Experimental determination and theoretical calculation for CO₂ liquid-solid phase equilibrium in PLNG

Objective Compared with traditional submarine pipelines, Floating Liquefied Natural Gas (FLNG) facilities are deemed more suitable for the exploitation of offshore natural gas. However, their current high cost presents challenges in terms of economic efficiency for some gas fields, limiting their widespread adoption and application to some extent. Pressurized Liquefied Natural Gas (PLNG) technology has emerged as a solution to this issue associated with FLNG. Under pressurization conditions, the liquefaction temperature of natural gas increases, leading to a rise in the solubility of impurities such as carbon dioxide. This property enables the adoption of a simplified natural gas pretreatment unit, and even the exclusion of this unit in some cases, for gas sources with a low CO₂ content. Understanding the liquidsolid phase equilibrium mechanism of CO₂ in PLNG is crucial for determining the gas-mass treatment indicators of PLNG.

Methods A novel liquid-solid phase equilibrium test setup was designed and built with visualization and continuous sampling functions. This setup was employed to experimentally determine the liquid-solid phase equilibrium of carbon dioxide. Furthermore, a theoretical calculation model of CO₂ solid solubility was developed, following the principle of liquid-solid phase equilibrium. The binary interaction coefficient was optimized using the genetic algorithm and test data.

Results In the test, the solubility of carbon dioxide solid in LNG exceeded 1.5% at approximately 162 K (equivalent to the saturated vapor pressure of pure methane at around 1.7 MPa). The calculations demonstrated improved accuracy in CO₂ solid solubility derived from the established model that was optimized using the genetic algorithm. For instance, considering the solubility of CO₂ in pure methane, the average relative percentage error between the results calculated using the optimized model and test data decreased significantly from 10.83% to 2.333 6%.

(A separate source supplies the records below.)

//! Live registry over a cluster client.

use std::sync::Arc;
use std::time::Instant;

use anyhow::Result;
use keel_core::{ApiGroup, Manifest, ManifestSource, QueryOptions, ResourceObject};
use metrics::{counter, histogram};
use serde_json::Value;
use tracing::{debug, info, warn};

use crate::{apply_label_filter, RegistryError, RegistryQueryExecutor, RegistryResult};

/// Access to one resolved resource type.
pub trait ResourceClient {
    /// Point lookup in one namespace, or of a cluster-scoped object when `namespace` is `None`.
    fn get_one(&self, namespace: Option<&str>, name: &str) -> Result<Option<Value>>;
    /// Every object called `name`. With `namespace = None` a namespaced type is searched
    /// across all namespaces.
    fn find_named(&self, namespace: Option<&str>, name: &str) -> Result<Vec<Value>> {
        Ok(self.get_one(namespace, name)?.into_iter().collect())
    }
    /// List in one namespace, or across all namespaces when `None`.
    fn list_all(&self, namespace: Option<&str>) -> Result<Vec<Value>>;
}

/// Resolves resource types on a cluster. `None` means "type not served".
pub trait ClusterClient: Send + Sync {
    fn resolve(&self, kind: &str, api_group: &ApiGroup, version: Option<&str>) -> Option<Box<dyn ResourceClient + '_>>;
}

impl<T: ClusterClient + ?Sized> ClusterClient for Arc<T> {
    fn resolve(&self, kind: &str, api_group: &ApiGroup, version: Option<&str>) -> Option<Box<dyn ResourceClient + '_>> {
        (**self).resolve(kind, api_group, version)
    }
}

pub struct RemoteRegistry<C> {
    client: C,
    source: Arc<ManifestSource>,
}

impl<C: ClusterClient> RemoteRegistry<C> {
    pub fn new(client: C) -> Self { Self { client, source: Arc::new(ManifestSource::live_cluster()) } }

    pub fn source(&self) -> &Arc<ManifestSource> { &self.source }
    pub fn client(&self) -> &C { &self.client }

    fn make_manifest(&self, raw: Value) -> Option<Manifest> {
        match ResourceObject::try_from(raw) {
            Ok(o) => Some(Manifest::new(o, Arc::clone(&self.source))),
            Err(e) => {
                warn!(error = %e, "remote registry: dropping malformed object");
                None
            }
        }
    }
}

impl<C: ClusterClient> RegistryQueryExecutor for RemoteRegistry<C> {
    fn query(&self, options: &QueryOptions) -> RegistryResult<Vec<Manifest>> {
        let started = Instant::now();
        let Some(target) = options.target()? else {
            info!("remote registry: no kind; nothing to look up");
            return Ok(Vec::new());
        };
        debug!(target = %target, ns = ?target.namespace, names = ?options.name_filters, "remote registry: query");
        counter!("registry_queries_total", 1u64, "registry" => "remote");

        let Some(resource) = self.client.resolve(target.kind, target.api_group, target.version) else {
            info!(target = %target, "remote registry: unknown resource");
            counter!("registry_unknown_resource_total", 1u64, "registry" => "remote");
            return Ok(Vec::new());
        };

        let names = options.distinct_names();
        let raw: Vec<Value> = if !names.is_empty() {
            let mut found = Vec::with_capacity(names.len());
            for name in names.iter() {
                found.extend(resource.find_named(target.namespace, name).map_err(RegistryError::Upstream)?);
            }
            found
                .into_iter()
                .filter(|item| {
                    item.pointer("/metadata/name")
                        .and_then(|v| v.as_str())
                        .map(|n| names.contains(&n))
                        .unwrap_or(false)
                })
                .collect()
        } else {
            resource.list_all(target.namespace).map_err(RegistryError::Upstream)?
        };
        let raw_count = raw.len();

        let manifests: Vec<Manifest> = raw.into_iter().filter_map(|v| self.make_manifest(v)).collect();
        let out = apply_label_filter(manifests, &options.label_filters);
        histogram!("registry_query_ms", started.elapsed().as_secs_f64() * 1000.0, "registry" => "remote");
        info!(target = %target, raw = raw_count, count = out.len(), "remote registry: query ok");
        Ok(out)
    }
}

Conclusion This study provides a theoretical calculation model with high accuracy, which can be utilized as the foundation for establishing gas-mass indicators for carbon dioxide pretreatment under pressurized liquefaction conditions. The test setup developed in this research is well-suited for future explorations into the liquid-solid phase equilibrium of heavy hydrocarbon components in LNG within the PLNG temperature range. Additionally, this setup has the potential to contribute to the development of a robust impurity precipitation model.